After it became clear that the Nazis would be victorious after Hitler was sworn into power in January of 1933, with elections called for two months later, Grosz and his wife Eva fled as persecuted activists to New York, with their two sons, sailing separately to avoid suspicion. He worked tirelessly to integrate and successfully learned both English and the culture of his new country. Yet Grosz still struggled to convince Americans that Hitler’s cultural clampdown was an obvious precursor to stamping out civil rights first for women, minorities and the press—before finally eradicating them for all Germans.
In his 1934 work “Peace,” Grosz foretold that powerful countries would appease Hitler, leading to a Second World War. In the striking black-and-white piece, three cars race down a road, bearing the flags of Imperial Japan, Italy and the Second Spanish Republic. Egging them on is a car brazened with a Swastika.
Grosz created the work a full two years before the Spanish Civil War, three years before the Second Sino-Japanese War, and five years before World War II. It seemed too preposterous to be prophetic, and American culture critics dismissed the piece.
By the time Americans realized Grosz had been right, it was too late.
Decades later, in the spring of 1959, Grosz and his wife Eva moved back to Germany. Eva had been perpetually homesick, and Grosz was seeking emotional closure after years of exhibiting clear signs of trauma. Yet reentry in Berlin was difficult: Grosz had access to even fewer mental health resources than in the U.S.; the art world was in shambles, many of his friends were dead and political chaos continued in Germany with the looming Cold War. Then, on July 6, 1959, after a night out with friends, the inebriated artist slipped on the stairs of his apartment, dying in the hallway from the injuries. With him died his failed dream of warning the world of dictatorship.
So why is Grosz’s heroic story not better known?

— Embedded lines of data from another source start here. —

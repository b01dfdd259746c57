//! DELETE statement builder.

use std::sync::Arc;

use tracing::debug;

use crate::config::QueryConfig;
use crate::dialect::{Dialect, default_dialect};
use crate::error::BuildResult;
use crate::schema::Schema;

use super::predicate::Predicate;
use super::traits::Statement;
use super::update::write_mutation_where;
use super::variable::VariableFormat;

/// DELETE statement builder.
///
/// Without a condition the row is matched by primary key, so a DELETE never
/// targets the whole table.
#[derive(Clone, Debug)]
pub struct DeleteBuilder {
    schema: Schema,
    filter: Option<Predicate>,
    format: VariableFormat,
    dialect: Arc<dyn Dialect>,
}

impl DeleteBuilder {
    pub fn new(schema: &Schema) -> Self {
        Self {
            schema: schema.clone(),
            filter: None,
            format: VariableFormat::Positional,
            dialect: default_dialect(),
        }
    }

    /// Condition selecting the rows to delete. Under named style BETWEEN and IN
    /// bind `:column_0`, `:column_1` and so on.
    pub fn filter(mut self, predicate: Predicate) -> Self {
        self.filter = Some(predicate);
        self
    }

    pub fn variable_format(mut self, format: VariableFormat) -> Self {
        self.format = format;
        self
    }

    pub fn dialect(mut self, dialect: impl Dialect + 'static) -> Self {
        self.dialect = Arc::new(dialect);
        self
    }

    /// Apply a [`QueryConfig`].
    pub fn config(mut self, config: &QueryConfig) -> Self {
        self.dialect = config.dialect.dialect();
        if let Some(format) = config.variable_format {
            self.format = format;
        }
        self
    }

    fn build_delete_sql(&self) -> BuildResult<String> {
        let dialect = self.dialect.as_ref();
        let mut sql = String::from("DELETE FROM ");
        dialect.write_identifier(&mut sql, self.schema.table_name());
        write_mutation_where(&mut sql, dialect, self.filter.as_ref(), &self.schema, self.format)?;
        Ok(sql)
    }
}

impl Statement for DeleteBuilder {
    const KIND: &'static str = "delete";

    fn build(&self) -> BuildResult<String> {
        let sql = self.build_delete_sql()?;
        debug!(sql = %sql, "built delete statement");
        Ok(sql)
    }
}

/// Start a DELETE from `schema`.
pub fn delete(schema: &Schema) -> DeleteBuilder {
    DeleteBuilder::new(schema)
}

In Germany, the reasons are twofold. For most Germans, lauding the risks that Grosz took also involves acknowledging that others - perhaps their parents, grandparents or great-grandparents - enabled Hitler’s rise by not speaking out as the artist did. Secondly, while Grosz was able to escape with some documents that facilitate research, the Nazis destroyed copious works and documents left in Berlin.

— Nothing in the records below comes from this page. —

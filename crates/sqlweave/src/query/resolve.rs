//! Table registry and reference resolution.
//!
//! Resolution never touches the caller's nodes: every pass takes a node by
//! reference and returns a resolved copy, so a predicate can be shared between
//! builders with different FROM and JOIN tables.

use tracing::trace;

use crate::error::{BuildError, BuildResult};
use crate::schema::Schema;

use super::column::{Column, TableRef};
use super::predicate::{Comparison, Predicate};

/// One table declared by FROM or JOIN.
#[derive(Debug, Clone)]
pub(crate) struct Registered {
    pub(crate) schema: Schema,
    /// Alias given to `from_as` / `join_as`, overriding the schema's own.
    pub(crate) alias: Option<String>,
}

impl Registered {
    pub(crate) fn new(schema: Schema, alias: Option<String>) -> Self {
        Self { schema, alias }
    }

    /// Key used in output SQL and for lookups.
    pub(crate) fn reference(&self) -> &str {
        self.alias.as_deref().unwrap_or_else(|| self.schema.reference())
    }

    /// Alias to print after the table name, if any.
    pub(crate) fn display_alias(&self) -> Option<&str> {
        self.alias.as_deref().or_else(|| self.schema.alias())
    }

    fn matches(&self, schema: &Schema) -> bool {
        self.reference() == schema.reference()
            || self.schema.same_instance(schema)
            || self.schema == *schema
    }
}

/// Tables of one statement, in declaration order.
#[derive(Debug, Default)]
pub(crate) struct Registry {
    tables: Vec<Registered>,
}

impl Registry {
    pub(crate) fn push(&mut self, table: Registered) {
        self.tables.push(table);
    }

    pub(crate) fn len(&self) -> usize {
        self.tables.len()
    }

    /// Find the entry a schema-bound node belongs to.
    ///
    /// A node matches by reference first; a node bound to the very schema passed to
    /// `from_as` / `join_as` matches that entry even though the alias differs.
    pub(crate) fn lookup(&self, schema: &Schema) -> Option<&Registered> {
        self.find_by_reference(schema.reference())
            .or_else(|| self.tables.iter().find(|t| t.matches(schema)))
    }

    pub(crate) fn find_by_reference(&self, reference: &str) -> Option<&Registered> {
        self.tables.iter().find(|t| t.reference() == reference)
    }
}

/// Bind FROM-pending and JOIN-pending columns of a copy of `node`.
pub(crate) fn resolve_deferred(
    node: &Predicate,
    from: &Schema,
    join: Option<&Schema>,
) -> Predicate {
    let mut node = node.clone();
    node.for_each_comparison_mut(&mut |c: &mut Comparison| {
        bind_pending(c.operand.column_mut(), from, join);
        if let Some(v) = c.variable.as_mut().and_then(|v| v.column_mut()) {
            bind_pending(v, from, join);
        }
    });
    node
}

pub(crate) fn bind_pending(column: &mut Column, from: &Schema, join: Option<&Schema>) {
    if column.is_pending_from() {
        column.bind(from);
    } else if let (true, Some(join)) = (column.is_pending_join(), join) {
        column.bind(join);
    }
}

/// Stamp the display table of `column` from the registry.
///
/// Returns `false` when the column cannot be written: it is pending, skipped,
/// bound to an unregistered table, or missing from its table.
pub(crate) fn stamp(column: &mut Column, registry: &Registry) -> bool {
    match &column.table {
        TableRef::Force => true,
        TableRef::Skip | TableRef::PendingFrom | TableRef::PendingJoin => false,
        TableRef::Schema(schema) => {
            let Some(entry) = registry.lookup(schema) else {
                trace!(
                    table = schema.reference(),
                    column = %column.name,
                    "table not registered, dropping"
                );
                return false;
            };
            if !column.is_all_columns() && !entry.schema.is_column_exist(&column.name) {
                trace!(
                    table = entry.reference(),
                    column = %column.name,
                    "column not in table, dropping"
                );
                return false;
            }
            column.qualifier = Some(entry.reference().to_string());
            true
        }
    }
}

/// Drop comparisons that do not resolve against `registry` and stamp the rest.
///
/// Groups are kept even when all their children go; they render to nothing.
pub(crate) fn filter_and_alias(node: &Predicate, registry: &Registry) -> Option<Predicate> {
    match node {
        Predicate::Comparison(c) => {
            let mut c = c.clone();
            let operand = c.operand.column();
            if operand.is_all_columns() && !matches!(operand.table, TableRef::Force) {
                trace!("all-columns comparison, dropping");
                return None;
            }
            if !stamp(c.operand.column_mut(), registry) {
                trace!(column = %c.operand.column().name, "dropping comparison");
                return None;
            }
            if let Some(v) = c.variable.as_mut().and_then(|v| v.column_mut()) {
                if !stamp(v, registry) {
                    trace!(column = %v.name, "dropping comparison on unresolved right-hand column");
                    return None;
                }
            }
            Some(Predicate::Comparison(c))
        }
        Predicate::Logical(logic, children) => Some(Predicate::Logical(
            *logic,
            children
                .iter()
                .filter_map(|child| filter_and_alias(child, registry))
                .collect(),
        )),
    }
}

/// Whether a SELECT whose only table is `schema` keeps comparison `c` in WHERE.
pub(crate) fn kept_by_select_from(c: &Comparison, schema: &Schema) -> bool {
    let mut registry = Registry::default();
    registry.push(Registered::new(schema.clone(), None));
    let node = resolve_deferred(&Predicate::Comparison(c.clone()), schema, None);
    filter_and_alias(&node, &registry).is_some()
}

/// Resolve an ON condition for `join`, whose earlier tables are in `registry`.
///
/// Unlike WHERE, nothing is dropped: a column that belongs neither to the joined
/// table nor to a registered one is a construction error.
pub(crate) fn resolve_join_condition(
    on: &Predicate,
    from: &Schema,
    join: &Registered,
    registry: &Registry,
) -> BuildResult<Predicate> {
    let mut resolved = on.clone();
    let mut result = Ok(());
    resolved.for_each_comparison_mut(&mut |c: &mut Comparison| {
        if result.is_err() {
            return;
        }
        result = bind_join_column(c.operand.column_mut(), from, join, registry).and_then(|_| {
            match c.variable.as_mut().and_then(|v| v.column_mut()) {
                Some(v) => bind_join_column(v, from, join, registry),
                None => Ok(()),
            }
        });
    });
    result.map(|_| resolved)
}

/// Bind one ON-condition column to the joined table or an already registered one.
pub(crate) fn bind_join_column(
    column: &mut Column,
    from: &Schema,
    join: &Registered,
    registry: &Registry,
) -> BuildResult<()> {
    let owner = match &column.table {
        TableRef::Force => return Ok(()),
        TableRef::Skip => {
            return Err(BuildError::unknown_join_column(
                join.reference(),
                column.name.clone(),
            ));
        }
        TableRef::PendingJoin => join,
        TableRef::PendingFrom => registry
            .lookup(from)
            .ok_or_else(|| BuildError::UnknownJoinTable(from.reference().to_string()))?,
        TableRef::Schema(s) => {
            if join.reference() == s.reference() {
                join
            } else if let Some(entry) = registry.find_by_reference(s.reference()) {
                entry
            } else if join.matches(s) {
                join
            } else {
                registry
                    .lookup(s)
                    .ok_or_else(|| BuildError::UnknownJoinTable(s.reference().to_string()))?
            }
        }
    };

    if column.is_all_columns() {
        return Err(BuildError::UnsupportedAllColumns("JOIN condition"));
    }
    if !owner.schema.is_column_exist(&column.name) {
        return Err(BuildError::unknown_join_column(
            owner.reference(),
            column.name.clone(),
        ));
    }
    column.table = TableRef::Schema(owner.schema.clone());
    column.qualifier = Some(owner.reference().to_string());
    Ok(())
}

Americans, on the other hand, have an uneasy, centuries-old relationship with failure. Millions grew up with the fairytale that if an individual is fighting for what is right, that individual will certainly win and be rewarded for it.
Yet it is critical that we heed Grosz’s warning in our own time: the dismantling of civil rights is portended by the dismantling of culture. It is critical that members of a society recognize that there are times when risking our careers, and even our safety, may be necessary to protect that society’s future.
When others take those risks, the rest of us should pay attention.